Nate from Marion, OH
I love how fast Mike Daniels backed up our running backs when they said to get Aaron Rodgers a running back.
When you're overlooked as a young, mid-round draft pick, you know how it feels.
Kurt from Elba, MN
I know Aaron likes running the up-tempo offense, but wouldn't it make more sense to slow everything down and make sure we get that all important first down, and then kick in the hurry-up? That makes sure that our defense gets to catch their breath.
There are different reasons for going to the no-huddle. Maybe the offense needs a spark or jolt of energy. Or you've caught the defense in a matchup you like (personnel group vs. personnel group) and you don't want them to be able to sub out of it.
Joe from Pittsburgh, PA
With all the justifiable excitement over the Jerry Kramer induction, I was wondering if there has ever been a team have its entire backfield enshrined as the Packers' Starr, Taylor and Hornung were so honored. Am I missing some other stellar group?
I believe the only other one is the 49ers of the 1950s, with QB Y.A. Tittle, halfback Hugh McElhenny and fullback Joe Perry.
Aaron from Dallas, TX
About the coin flipping for draft positioning, I read a coin will be made with both teams' logos. Does the NFL press their own coins?
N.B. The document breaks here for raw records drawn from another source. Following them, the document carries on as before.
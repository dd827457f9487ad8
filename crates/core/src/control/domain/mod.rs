pub mod gaze_sink;
pub mod logging_gaze_sink;
pub mod mouse_controller;
pub mod pointer_driver;
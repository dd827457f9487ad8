use std::time::Duration;

use crate::inference::domain::model_error::ModelError;
use crate::shared::crop::Crop;
use crate::shared::frame::Frame;

/// Face stage: finds at most one face per frame.
///
/// `Ok(None)` means no detection cleared the confidence threshold and the
/// frame should be skipped; it is not an error.
pub trait FaceDetector: Send {
    fn detect(&mut self, frame: &Frame) -> Result<Option<Crop>, ModelError>;

    fn last_inference_duration(&self) -> Duration;
}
Also who gets the coin when it's done, the winning team? What if the losing team ends up with a HOFer and the winner a bust? Have you ever heard of a losing team asking for the coin as a momentum? Serious questions that need serious answers.
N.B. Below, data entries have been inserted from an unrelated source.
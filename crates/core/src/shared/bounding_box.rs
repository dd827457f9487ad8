/// Axis-aligned box in the pixel space of the image it was derived from.
///
/// Coordinates are half-open on the max side: a box `(0, 0, w, h)` covers a
/// whole `w × h` image. `x_min <= x_max` and `y_min <= y_max` always hold; a
/// box with zero width or height is empty.
#[derive(Clone, Copy, Debug, PartialEq, Eq, Hash)]
pub struct BoundingBox {
    pub x_min: i32,
    pub y_min: i32,
    pub x_max: i32,
    pub y_max: i32,
}

impl BoundingBox {
    /// Builds a box from two corners, ordering each axis.
    pub fn new(x1: i32, y1: i32, x2: i32, y2: i32) -> Self {
        Self {
            x_min: x1.min(x2),
            y_min: y1.min(y2),
            x_max: x1.max(x2),
            y_max: y1.max(y2),
        }
    }

    /// Scales normalized `[0, 1]` corners by the parent image dimensions.
    ///
    /// Fractional pixels are truncated toward zero.
    pub fn from_normalized(x1: f32, y1: f32, x2: f32, y2: f32, width: u32, height: u32) -> Self {
        let w = width as f32;
        let h = height as f32;
        Self::new(
            (x1 * w) as i32,
            (y1 * h) as i32,
            (x2 * w) as i32,
            (y2 * h) as i32,
        )
    }

    pub fn width(&self) -> u32 {
        (self.x_max - self.x_min) as u32
    }

    pub fn height(&self) -> u32 {
        (self.y_max - self.y_min) as u32
    }

    pub fn is_empty(&self) -> bool {
        self.x_min == self.x_max || self.y_min == self.y_max
    }

    pub fn center(&self) -> (i32, i32) {
        (
            self.x_min + (self.x_max - self.x_min) / 2,
            self.y_min + (self.y_max - self.y_min) / 2,
        )
    }

    /// Intersection with a `width × height` image anchored at the origin.
    pub fn clamped_to(&self, width: u32, height: u32) -> Self {
        let w = width.min(i32::MAX as u32) as i32;
        let h = height.min(i32::MAX as u32) as i32;
        let x_min = self.x_min.clamp(0, w);
        let y_min = self.y_min.clamp(0, h);
        Self {
            x_min,
            y_min,
            x_max: self.x_max.clamp(x_min, w),
            y_max: self.y_max.clamp(y_min, h),
        }
    }

    /// Whether the box lies entirely inside a `width × height` image.
    pub fn is_within(&self, width: u32, height: u32) -> bool {
        self.clamped_to(width, height) == *self
    }

    /// Shifts the box by an offset, e.g. from crop space into frame space.
    pub fn translated(&self, dx: i32, dy: i32) -> Self {
        Self {
            x_min: self.x_min + dx,
            y_min: self.y_min + dy,
            x_max: self.x_max + dx,
            y_max: self.y_max + dy,
        }
    }
}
Those are answers I don't have, but I think it would be cool if the winning team gave the coin to the players it picks.**
Ross from Hudson, WI
Which second-year player to take the hoped-for sophomore jump would have the biggest impact on the win-loss column? I am torn between Aaron Jones and Kevin King. Is it too much to hope for both?
Not at all, not with the talent those two displayed as rookies.
Sam from Eau Claire, WI
Chris from CT asked a question the other day about your favorite part of the season. Is there a part of the season from after the Super Bowl to right before training camp that you guys enjoy covering more than the others (combine, free agency, draft, OTAs, etc.)? I know I get pretty pumped up for the draft but I'm a fan, what about you guys?
The draft is far and away the offseason event. It's the most important and the most intriguing to cover. The combine helps get us ready, so that's where Wes, Larry and I, along with our video production guys, are headed tomorrow. We'll be in touch, often, from Indy.